Introduction to R for Data Analysis

.title[
# Introduction to R for Data Analysis
]
.subtitle[
## Exploring missingness & outliers
]
.author[
### Johannes Breuer, Stefan Jünger, & Veronika Batzdorfer
]
.date[
### 2022-08-17
]

---

---

## Missings & outliers

Two things that can influence summary statistics as well as univariate and bivariate distributions are missings and outliers. Hence, before we can analyze our data, we should check whether we have clear patterns of missingness or extreme outliers in our data.

---

## Missing data

In the second session on data wrangling we have already discussed how we can define specific values as missings (`NA`) and how we can recode `NA` into something else. As we have seen in that session, the *ALLBUS* 2021 data set contains quite a few codes for different types of missing data.
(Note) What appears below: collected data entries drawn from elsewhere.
#[cfg(test)]
mod tests {
    use super::*;
    use crate::adapter::RadioTechnology;
    use crate::config::PRESENCE_CHECK_DELAY_MS;
    use isotap_apdu::Bytes;
    use parking_lot::Mutex;

    #[derive(Default)]
    struct AdapterState {
        handler: Option<DiscoveryHandler<u32>>,
        last_options: Option<ExclusiveOptions>,
        exclusive_started: usize,
        exclusive_stopped: usize,
        compat_started: usize,
        compat_stopped: usize,
    }

    struct MockAdapter {
        present: bool,
        enabled: bool,
        exclusive: bool,
        state: Arc<Mutex<AdapterState>>,
    }

    impl MockAdapter {
        fn ready(exclusive: bool) -> (Self, Arc<Mutex<AdapterState>>) {
            let state = Arc::new(Mutex::new(AdapterState::default()));
            (
                Self {
                    present: true,
                    enabled: true,
                    exclusive,
                    state: Arc::clone(&state),
                },
                state,
            )
        }
    }

    impl ProximityAdapter for MockAdapter {
        type Device = u32;
        type Event = Option<u32>;

        fn is_present(&self) -> bool {
            self.present
        }

        fn is_enabled(&self) -> bool {
            self.enabled
        }

        fn supports_exclusive(&self) -> bool {
            self.exclusive
        }

        fn start_exclusive(
            &mut self,
            options: &ExclusiveOptions,
            handler: DiscoveryHandler<u32>,
        ) {
            let mut state = self.state.lock();
            state.handler = Some(handler);
            state.last_options = Some(options.clone());
            state.exclusive_started += 1;
        }

        fn stop_exclusive(&mut self) {
            let mut state = self.state.lock();
            state.handler = None;
            state.exclusive_stopped += 1;
        }

        fn start_compatibility(&mut self) {
            self.state.lock().compat_started += 1;
        }

        fn stop_compatibility(&mut self) {
            self.state.lock().compat_stopped += 1;
        }

        fn device_from_event(&self, event: &Option<u32>) -> Option<u32> {
            *event
        }
    }

    #[derive(Debug)]
    struct ProbeCard {
        fail_probe: bool,
        connects: usize,
        transceives: usize,
        connected: bool,
        timeout_ms: u32,
    }

    impl IsoCard for ProbeCard {
        fn connect(&mut self) -> Result<(), TransportError> {
            self.connects += 1;
            self.connected = true;
            Ok(())
        }

        fn close(&mut self) -> Result<(), TransportError> {
            self.connected = false;
            Ok(())
        }

        fn is_connected(&self) -> bool {
            self.connected
        }

        fn timeout(&self) -> u32 {
            self.timeout_ms
        }

        fn set_timeout(&mut self, timeout_ms: u32) {
            self.timeout_ms = timeout_ms;
        }

        fn max_transceive_length(&self) -> Result<usize, TransportError> {
            Ok(253)
        }

        fn transceive(&mut self, _command: &[u8]) -> Result<Bytes, TransportError> {
            self.transceives += 1;
            if self.fail_probe {
                Err(TransportError::Transmission)
            } else {
                Ok(Bytes::from_static(&[0x90, 0x00]))
            }
        }
    }

    struct MockSource {
        fail_probe: bool,
    }

    impl CardSource<u32> for MockSource {
        type Card = ProbeCard;

        fn obtain(&self, _device: &u32) -> Result<ProbeCard, TransportError> {
            Ok(ProbeCard {
                fail_probe: self.fail_probe,
                connects: 0,
                transceives: 0,
                connected: false,
                timeout_ms: 0,
            })
        }
    }

    type Seen = Arc<Mutex<Vec<ProbeCard>>>;

    fn dispatcher(
        adapter: MockAdapter,
        fail_probe: bool,
        config: DispatchConfig,
    ) -> (TagDispatcher<MockAdapter, MockSource>, Seen) {
        let seen: Seen = Arc::new(Mutex::new(Vec::new()));
        let sink = Arc::clone(&seen);
        let dispatcher =
            TagDispatcherBuilder::new(adapter, MockSource { fail_probe }, move |card| {
                sink.lock().push(card)
            })
            .config(config)
            .build();
        (dispatcher, seen)
    }

    #[derive(Default)]
    struct PromptLog {
        messages: Mutex<Vec<String>>,
        settings_opened: Mutex<usize>,
    }

    impl GuidanceSink for PromptLog {
        fn show_message(&self, message: &str) {
            self.messages.lock().push(message.to_owned());
        }

        fn open_settings(&self) {
            *self.settings_opened.lock() += 1;
        }
    }

    #[test]
    fn picks_exclusive_mode_when_supported() {
        let (adapter, state) = MockAdapter::ready(true);
        let (mut dispatcher, _seen) = dispatcher(adapter, false, DispatchConfig::default());

        assert_eq!(dispatcher.enable(), ListenStatus::AvailableEnabled);
        assert_eq!(dispatcher.active_mode(), Some(ListenMode::Exclusive));
        assert_eq!(state.lock().exclusive_started, 1);

        let options = state.lock().last_options.clone().unwrap();
        assert_eq!(options.technology, RadioTechnology::TypeA);
        assert_eq!(options.presence_check_delay_ms, Some(PRESENCE_CHECK_DELAY_MS));
    }

    #[test]
    fn falls_back_to_compatibility_without_support() {
        let (adapter, state) = MockAdapter::ready(false);
        let (mut dispatcher, _seen) = dispatcher(adapter, false, DispatchConfig::default());

        assert_eq!(dispatcher.enable(), ListenStatus::AvailableEnabled);
        assert_eq!(dispatcher.active_mode(), Some(ListenMode::Compatibility));
        assert_eq!(state.lock().compat_started, 1);
        assert_eq!(state.lock().exclusive_started, 0);
    }

    #[test]
    fn config_can_veto_exclusive_mode() {
        let (adapter, state) = MockAdapter::ready(true);
        let config = DispatchConfig::default().with_disable_exclusive_mode(true);
        let (mut dispatcher, _seen) = dispatcher(adapter, false, config);

        assert_eq!(dispatcher.enable(), ListenStatus::AvailableEnabled);
        assert_eq!(dispatcher.active_mode(), Some(ListenMode::Compatibility));
        assert_eq!(state.lock().exclusive_started, 0);
    }

    #[test]
    fn reports_missing_subsystem_and_prompts() {
        let (mut adapter, _state) = MockAdapter::ready(true);
        adapter.present = false;

        let seen: Seen = Arc::new(Mutex::new(Vec::new()));
        let sink = Arc::clone(&seen);
        let prompts = Arc::new(PromptLog::default());
        let mut dispatcher =
            TagDispatcherBuilder::new(adapter, MockSource { fail_probe: false }, move |card| {
                sink.lock().push(card)
            })
            .guidance(prompts.clone())
            .build();

        assert_eq!(dispatcher.enable(), ListenStatus::NotAvailable);
        assert_eq!(dispatcher.active_mode(), None);
        assert_eq!(prompts.messages.lock().len(), 1);
    }

    #[test]
    fn reports_disabled_subsystem_and_opens_settings() {
        let (mut adapter, _state) = MockAdapter::ready(true);
        adapter.enabled = false;

        let seen: Seen = Arc::new(Mutex::new(Vec::new()));
        let sink = Arc::clone(&seen);
        let prompts = Arc::new(PromptLog::default());
        let mut dispatcher =
            TagDispatcherBuilder::new(adapter, MockSource { fail_probe: false }, move |card| {
                sink.lock().push(card)
            })
            .guidance(prompts.clone())
            .build();

        assert_eq!(dispatcher.enable(), ListenStatus::AvailableDisabled);
        assert_eq!(*prompts.settings_opened.lock(), 1);
    }

    #[test]
    fn prompt_can_be_switched_off() {
        let (mut adapter, _state) = MockAdapter::ready(true);
        adapter.present = false;

        let seen: Seen = Arc::new(Mutex::new(Vec::new()));
        let sink = Arc::clone(&seen);
        let prompts = Arc::new(PromptLog::default());
        let mut dispatcher =
            TagDispatcherBuilder::new(adapter, MockSource { fail_probe: false }, move |card| {
                sink.lock().push(card)
            })
            .guidance(prompts.clone())
            .config(DispatchConfig::default().with_prompt_on_unavailable(false))
            .build();

        assert_eq!(dispatcher.enable(), ListenStatus::NotAvailable);
        assert!(prompts.messages.lock().is_empty());
    }

    #[test]
    fn validated_discovery_reaches_listener() {
        let (adapter, state) = MockAdapter::ready(true);
        let (mut dispatcher, seen) = dispatcher(adapter, false, DispatchConfig::default());
        dispatcher.enable();

        let handler = state.lock().handler.clone().unwrap();
        handler(7);

        let seen = seen.lock();
        assert_eq!(seen.len(), 1);
        // Warm-up connect plus probe connect, one probe exchange, closed
        // again before delivery.
        assert_eq!(seen[0].connects, 2);
        assert_eq!(seen[0].transceives, 1);
        assert!(!seen[0].connected);
    }

    #[test]
    fn failed_probe_is_dropped_silently() {
        let (adapter, state) = MockAdapter::ready(true);
        let (mut dispatcher, seen) = dispatcher(adapter, true, DispatchConfig::default());
        dispatcher.enable();

        let handler = state.lock().handler.clone().unwrap();
        handler(7);

        assert!(seen.lock().is_empty());
    }

    #[test]
    fn keeps_listening_after_a_delivery() {
        let (adapter, state) = MockAdapter::ready(true);
        let (mut dispatcher, seen) = dispatcher(adapter, false, DispatchConfig::default());
        dispatcher.enable();

        let handler = state.lock().handler.clone().unwrap();
        handler(1);
        handler(2);

        assert_eq!(seen.lock().len(), 2);
        assert_eq!(dispatcher.active_mode(), Some(ListenMode::Exclusive));
    }

    #[test]
    fn disable_is_idempotent() {
        let (adapter, state) = MockAdapter::ready(true);
        let (mut dispatcher, _seen) = dispatcher(adapter, false, DispatchConfig::default());

        // Disabling before any enable is a no-op.
        dispatcher.disable();
        assert_eq!(state.lock().exclusive_stopped, 0);

        dispatcher.enable();
        dispatcher.disable();
        dispatcher.disable();
        assert_eq!(state.lock().exclusive_stopped, 1);
        assert_eq!(dispatcher.active_mode(), None);
    }

    #[test]
    fn teardown_matches_the_active_mode() {
        let (adapter, state) = MockAdapter::ready(false);
        let (mut dispatcher, _seen) = dispatcher(adapter, false, DispatchConfig::default());

        dispatcher.enable();
        dispatcher.disable();
        assert_eq!(state.lock().compat_stopped, 1);
        assert_eq!(state.lock().exclusive_stopped, 0);
    }

    #[test]
    fn intercepts_events_carrying_a_device() {
        let (adapter, _state) = MockAdapter::ready(false);
        let (mut dispatcher, seen) = dispatcher(adapter, false, DispatchConfig::default());
        dispatcher.enable();

        assert!(dispatcher.intercept_event(&Some(42)));
        assert_eq!(seen.lock().len(), 1);

        assert!(!dispatcher.intercept_event(&None));
        assert_eq!(seen.lock().len(), 1);
    }

    #[test]
    fn background_policy_delivers_off_the_callback_thread() {
        use std::thread;
        use std::time::Duration;

        let (adapter, state) = MockAdapter::ready(true);
        let seen = Arc::new(Mutex::new(Vec::new()));
        let sink = Arc::clone(&seen);
        let caller = thread::current().id();
        let delivered_on = Arc::new(Mutex::new(None));
        let thread_log = Arc::clone(&delivered_on);

        let mut dispatcher = TagDispatcherBuilder::new(
            adapter,
            MockSource { fail_probe: false },
            move |card: ProbeCard| {
                *thread_log.lock() = Some(thread::current().id());
                sink.lock().push(card);
            },
        )
        .config(DispatchConfig::default().with_dispatch_on_primary_thread(false))
        .build();
        dispatcher.enable();

        let handler = state.lock().handler.clone().unwrap();
        handler(7);

        // Delivery is asynchronous under the background policy.
        for _ in 0..50 {
            if !seen.lock().is_empty() {
                break;
            }
            thread::sleep(Duration::from_millis(10));
        }
        assert_eq!(seen.lock().len(), 1);
        assert_ne!(delivered_on.lock().unwrap(), caller);
    }
}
However, when we collect data ourselves or if we (re-)use data sets that are not as well-documented as the *ALLBUS*, we may need to explore potential patterns of missingness to see if there may be identifiable reasons why data for certain variables and/or observations are missing.

---

## Summarizing missingness

The [`naniar` package](http://naniar.njtierney.com/index.html) that we have used for recoding values as `NA` in the second session wrangling also provides a [collection of functions for summarizing missingness](http://naniar.njtierney.com/reference/miss_var_summary.html) in variables or whole data sets, of which we will show three examples in the following.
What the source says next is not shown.